Dimensional’s High Profitability ETF filters the US stock market down to one claim: companies that earn outsized returns on invested capital tend to sustain those returns, and therefore deserve a premium in a portfolio. It is not a growth fund, nor a value fund, nor a sector bet. It is a profitability bet — an attempt to own the companies least likely to stumble under competitive pressure.

The fund’s construction is transparent and mechanical. Each holding must clear a single hurdle: a high return on assets, measured over the past year. Dimensional rebalances quarterly, dropping companies that slip below the threshold and adding those that climb above it. There are no other filters; no earnings guidance, no sentiment, no sector weighting by committee. The result is a portfolio that tends to skew toward mature, capital-efficient businesses — financial services, pharmaceuticals, technology. Not because Dimensional declares those sectors worthy, but because profitable companies happen to cluster there.

The appeal of this approach sits in a grain of academic evidence: companies that generate high returns on capital do tend to sustain them longer than the broader market expects. A business model that produces strong returns without consuming enormous amounts of equity is harder for competitors to replicate, and therefore harder to undermine. Investors have been willing to pay a documented premium for that durability — something Dimensional’s research has observed across decades. The fund is not betting on growth or recovery; it is betting on the persistent moat.

What makes profitability-screened funds different from traditional value or growth strategies is that they are indifferent to price. A company at fifty times earnings still qualifies if its return on capital is high. That means the fund can hold expensive stocks — which it does — if the business behind the stock genuinely justifies the valuation. It can also hold cheap stocks if they are cheap for good reason and are unlikely to get cheaper. The profitability screen aims to eliminate the guessing game entirely.
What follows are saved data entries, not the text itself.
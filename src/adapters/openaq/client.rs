//! HTTP client for the OpenAQ API

use super::models::{Endpoint, Page, PageRequest};
use super::DataSource;
use crate::config::{SecretString, SourceConfig};
use crate::domain::{AirSyncError, FetchError, Result};
use async_trait::async_trait;
use reqwest::header::{HeaderMap, RETRY_AFTER};
use reqwest::{Client, ClientBuilder, StatusCode};
use secrecy::ExposeSecret;
use std::time::Duration;

/// Header carrying the optional API key
const API_KEY_HEADER: &str = "X-API-Key";

/// Longest response body excerpt kept in error messages
const ERROR_BODY_LIMIT: usize = 512;

/// reqwest-backed [`DataSource`]
///
/// # Example
///
/// ```no_run
/// use airsync::adapters::openaq::{DataSource, Endpoint, OpenAqClient, PageCursor, PageRequest};
/// use airsync::config::SourceConfig;
///
/// # async fn example() -> airsync::domain::Result<()> {
/// let client = OpenAqClient::new(&SourceConfig::default())?;
/// let page = client
///     .fetch_page(&PageRequest {
///         endpoint: Endpoint::Locations,
///         limit: 100,
///         cursor: PageCursor::default(),
///         since: None,
///     })
///     .await?;
/// println!("{} locations", page.records.len());
/// # Ok(())
/// # }
/// ```
pub struct OpenAqClient {
    client: Client,
    locations_base_url: String,
    measurements_base_url: String,
    api_key: Option<SecretString>,
}

impl OpenAqClient {
    /// Builds a client with the configured per-request timeout
    ///
    /// # Errors
    ///
    /// Returns a configuration error if the HTTP client cannot be built.
    pub fn new(config: &SourceConfig) -> Result<Self> {
        let timeout = Duration::from_secs(config.timeout_seconds);
        let client = ClientBuilder::new()
            .timeout(timeout)
            .connect_timeout(timeout)
            .user_agent(concat!("airsync/", env!("CARGO_PKG_VERSION")))
            .build()
            .map_err(|e| AirSyncError::Configuration(format!("Failed to build HTTP client: {e}")))?;

        Ok(Self {
            client,
            locations_base_url: config.locations_base_url.trim_end_matches('/').to_string(),
            measurements_base_url: config
                .measurements_base_url
                .trim_end_matches('/')
                .to_string(),
            api_key: config.api_key.clone(),
        })
    }

    fn url_for(&self, endpoint: Endpoint) -> String {
        let base = match endpoint {
            Endpoint::Locations => &self.locations_base_url,
            Endpoint::Measurements => &self.measurements_base_url,
        };
        format!("{base}{}", endpoint.path())
    }
}

#[async_trait]
impl DataSource for OpenAqClient {
    async fn fetch_page(&self, request: &PageRequest) -> std::result::Result<Page, FetchError> {
        let url = self.url_for(request.endpoint);

        tracing::debug!(
            url = %url,
            cursor = ?request.cursor,
            limit = request.limit,
            "Requesting page"
        );

        let mut builder = self.client.get(&url).query(&request.query_params());
        if let Some(ref key) = self.api_key {
            builder = builder.header(API_KEY_HEADER, key.expose_secret().as_str());
        }

        let response = builder.send().await.map_err(map_transport_error)?;
        let status = response.status();

        if !status.is_success() {
            let retry_after_secs = retry_after(response.headers());
            let body = response.text().await.unwrap_or_default();
            return Err(classify_status(status, retry_after_secs, &body));
        }

        let text = response.text().await.map_err(map_transport_error)?;
        let body: serde_json::Value = serde_json::from_str(&text).map_err(|e| {
            FetchError::InvalidResponse(format!("{} returned invalid JSON: {e}", request.endpoint))
        })?;

        Page::from_body(request, body)
    }
}

fn map_transport_error(err: reqwest::Error) -> FetchError {
    if err.is_timeout() {
        FetchError::Timeout(err.to_string())
    } else if err.is_decode() {
        FetchError::InvalidResponse(err.to_string())
    } else {
        FetchError::Connection(err.to_string())
    }
}

fn retry_after(headers: &HeaderMap) -> Option<u64> {
    headers
        .get(RETRY_AFTER)
        .and_then(|value| value.to_str().ok())
        .and_then(|value| value.trim().parse().ok())
}

/// Maps a non-success status to a fetch error
fn classify_status(status: StatusCode, retry_after_secs: Option<u64>, body: &str) -> FetchError {
    let message: String = body.chars().take(ERROR_BODY_LIMIT).collect();

    if status == StatusCode::TOO_MANY_REQUESTS {
        FetchError::RateLimited {
            retry_after_secs,
            message,
        }
    } else if status.is_server_error() {
        FetchError::ServerError {
            status: status.as_u16(),
            message,
        }
    } else {
        FetchError::ClientError {
            status: status.as_u16(),
            message,
        }
    }
}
The real risk is that mean reversion works in both directions. Companies with exceptionally high returns on capital are attractive takeover targets and draw new competitors. That premium margin can compress faster than expected. The fund is also concentrated — because truly high-return businesses are rare, and quarterly rebalancing does not overhaul the portfolio, DUHP ends up holding fewer names and larger single-position weights than a market-weight benchmark. If one of those concentrated holdings hits trouble, it matters more to the fund than it would to a broad index.
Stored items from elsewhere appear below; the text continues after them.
//! Bounded exponential backoff for transient fetch failures

use crate::config::RetryConfig;
use rand::Rng;
use std::time::Duration;

/// Retry schedule for one page fetch
#[derive(Debug, Clone, PartialEq)]
pub struct RetryPolicy {
    /// Attempts per page, including the first
    pub max_attempts: usize,
    pub initial_delay: Duration,
    pub max_delay: Duration,
    pub backoff_multiplier: f64,
    pub jitter: bool,
}

impl RetryPolicy {
    pub fn from_config(config: &RetryConfig) -> Self {
        Self {
            max_attempts: config.max_attempts.max(1),
            initial_delay: Duration::from_millis(config.initial_delay_ms),
            max_delay: Duration::from_millis(config.max_delay_ms),
            backoff_multiplier: config.backoff_multiplier,
            jitter: config.jitter,
        }
    }

    /// Whether another attempt follows the failed `attempt` (1-based)
    pub fn allows_retry_after(&self, attempt: usize) -> bool {
        attempt < self.max_attempts
    }

    /// Delay before the attempt that follows the failed `attempt` (1-based)
    ///
    /// `initial_delay * multiplier^(attempt-1)`, capped at `max_delay`, plus
    /// up to 20% jitter. A server-supplied `Retry-After` raises the delay to
    /// at least that many seconds, but never past `max_delay`.
    pub fn delay_for(&self, attempt: usize, retry_after_secs: Option<u64>) -> Duration {
        let exponent = attempt.saturating_sub(1).min(32) as i32;
        let base_ms =
            self.initial_delay.as_millis() as f64 * self.backoff_multiplier.powi(exponent);
        let capped_ms = base_ms.min(self.max_delay.as_millis() as f64);

        let jittered_ms = if self.jitter && capped_ms > 0.0 {
            capped_ms * (1.0 + rand::thread_rng().gen_range(0.0..0.2))
        } else {
            capped_ms
        };

        let delay = Duration::from_millis(jittered_ms as u64);
        match retry_after_secs {
            Some(secs) => delay.max(Duration::from_secs(secs).min(self.max_delay)),
            None => delay,
        }
    }
}

impl Default for RetryPolicy {
    fn default() -> Self {
        Self::from_config(&RetryConfig::default())
    }
}
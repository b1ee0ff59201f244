//! Logging and observability
//!
//! Structured logging through `tracing`, plus a few macros that keep the
//! field names of recurring sync events consistent.
//!
//! ```no_run
//! use airsync::logging::init_logging;
//! use airsync::config::LoggingConfig;
//!
//! let _guard = init_logging("info", &LoggingConfig::default()).expect("logging");
//! tracing::info!("airsync started");
//! ```

pub mod structured;

pub use structured::{init_logging, parse_log_level, LoggingGuard};

/// Log one fetched page
///
/// ```no_run
/// use airsync::log_page_fetched;
///
/// log_page_fetched!("measurements", 3, 100);
/// ```
#[macro_export]
macro_rules! log_page_fetched {
    ($endpoint:expr, $page:expr, $records:expr) => {
        tracing::debug!(
            endpoint = %$endpoint,
            page = $page,
            records = $records,
            "Fetched page"
        );
    };
}

/// Log a retry attempt
///
/// ```no_run
/// use airsync::log_retry_attempt;
///
/// log_retry_attempt!(2, 3, "Connection timeout");
/// ```
#[macro_export]
macro_rules! log_retry_attempt {
    ($attempt:expr, $max_attempts:expr, $reason:expr) => {
        tracing::warn!(
            attempt = $attempt,
            max_attempts = $max_attempts,
            reason = %$reason,
            "Retrying request"
        );
    };
}

/// Log a sync phase transition
#[macro_export]
macro_rules! log_phase_transition {
    ($from:expr, $to:expr) => {
        tracing::info!(from = %$from, to = %$to, "Sync phase changed");
    };
}

/// Log an error with context
#[macro_export]
macro_rules! log_error_with_context {
    ($error:expr, $context:expr) => {
        tracing::error!(
            error = %$error,
            context = $context,
            "Error occurred"
        );
    };
}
Expenses are low, reflecting Dimensional’s philosophy. Liquidity tends to be solid because high-profitability companies are usually large enough to trade freely. The fund’s performance against the market depends entirely on whether the profitability premium holds up — whether investors continue to reward durable returns on capital. History suggests they do; the next cycle will tell whether that persists.
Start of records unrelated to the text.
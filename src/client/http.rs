use async_trait::async_trait;
use chrono::Utc;
use reqwest::{Client, RequestBuilder, Response, StatusCode};
use serde::Serialize;
use serde::de::DeserializeOwned;
use tracing::{debug, error};

use super::LessonApi;
use crate::config::ApiConfig;
use crate::error::LessonError;
use crate::models::{Lesson, LessonId};
use crate::session::Session;

#[derive(Debug, Serialize)]
struct ReasonRequest<'a> {
    motivazione: &'a str,
}

pub struct HttpLessonApi {
    client: Client,
    config: ApiConfig,
}

impl HttpLessonApi {
    pub fn new(config: ApiConfig) -> Result<Self, LessonError> {
        let client = Client::builder()
            .timeout(config.timeout)
            .build()
            .map_err(|e| LessonError::Config(format!("Failed to build http client: {}", e)))?;
        Ok(Self { client, config })
    }

    fn authorized(&self, request: RequestBuilder, session: &Session) -> RequestBuilder {
        match session.token() {
            Some(token) => request.header("Authorization", format!("Bearer {}", token)),
            None => request,
        }
    }

    async fn send(&self, request: RequestBuilder, session: &Session) -> Result<Response, LessonError> {
        let response = self.authorized(request, session).send().await?;

        if !response.status().is_success() {
            let status = response.status();
            let body = response.text().await.unwrap_or_default();
            debug!("lessons API answered {}: {}", status, body);
            return Err(LessonError::from_status(status, body));
        }

        Ok(response)
    }

    async fn read_json<T: DeserializeOwned>(response: Response) -> Result<T, LessonError> {
        let body = response.text().await?;
        serde_json::from_str::<T>(&body).map_err(|e| {
            error!("Failed to parse lessons API response: {}", e);
            LessonError::Decode(e)
        })
    }

    async fn patch_reason(
        &self,
        session: &Session,
        id: LessonId,
        action: &str,
        reason: &str,
    ) -> Result<Lesson, LessonError> {
        let url = self.config.url(&format!("lezioni/{}/{}", id, action));
        debug!("PATCH {}", url);

        let request = self
            .client
            .patch(&url)
            .json(&ReasonRequest { motivazione: reason });
        let response = self.send(request, session).await?;
        Self::read_json(response).await
    }
}

#[async_trait]
impl LessonApi for HttpLessonApi {
    async fn list_lessons(
        &self,
        session: &Session,
        teacher_id: i64,
    ) -> Result<Vec<Lesson>, LessonError> {
        // the timestamp keeps intermediaries from serving a stale list
        let url = self.config.url(&format!(
            "lezioni/insegnante/{}?t={}",
            teacher_id,
            Utc::now().timestamp_millis()
        ));
        debug!("GET {}", url);

        let response = self.send(self.client.get(&url), session).await?;
        Self::read_json(response).await
    }

    async fn get_lesson(
        &self,
        session: &Session,
        id: LessonId,
    ) -> Result<Option<Lesson>, LessonError> {
        let url = self.config.url(&format!("lezioni/{}", id));
        debug!("GET {}", url);

        match self.send(self.client.get(&url), session).await {
            Ok(response) => Self::read_json(response).await.map(Some),
            Err(LessonError::Http { status, .. }) if status == StatusCode::NOT_FOUND => Ok(None),
            Err(e) => Err(e),
        }
    }

    async fn create_lesson(&self, session: &Session, lesson: &Lesson) -> Result<Lesson, LessonError> {
        let url = self.config.url("lezioni");
        debug!("POST {} data={}", url, lesson.date);

        let response = self.send(self.client.post(&url).json(lesson), session).await?;
        Self::read_json(response).await
    }

    async fn replace_lesson(
        &self,
        session: &Session,
        id: LessonId,
        lesson: &Lesson,
    ) -> Result<Lesson, LessonError> {
        let url = self.config.url(&format!("lezioni/{}", id));
        debug!("PUT {}", url);

        let response = self.send(self.client.put(&url).json(lesson), session).await?;
        Self::read_json(response).await
    }

    async fn postpone_lesson(
        &self,
        session: &Session,
        id: LessonId,
        reason: &str,
    ) -> Result<Lesson, LessonError> {
        self.patch_reason(session, id, "rimanda", reason).await
    }

    async fn cancel_lesson(
        &self,
        session: &Session,
        id: LessonId,
        reason: &str,
    ) -> Result<Lesson, LessonError> {
        self.patch_reason(session, id, "annulla", reason).await
    }

    async fn delete_lesson(&self, session: &Session, id: LessonId) -> Result<(), LessonError> {
        let url = self.config.url(&format!("lezioni/{}", id));
        debug!("DELETE {}", url);

        self.send(self.client.delete(&url), session).await?;
        Ok(())
    }
}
For investors studying DUHP, the SEC filing and prospectus spell out the exact profitability metric used, the rebalancing schedule, and the holdings. Dimensional publishes extensive research on factor investing and the profitability effect; reading their methodology papers is more useful than watching price action. The fund is a tool for someone who believes in the moat idea and wants it distilled into a liquid, rules-based package. It is not for traders or for anyone seeking sector bets; it is for patient owners convinced that companies built to last deserve to be owned.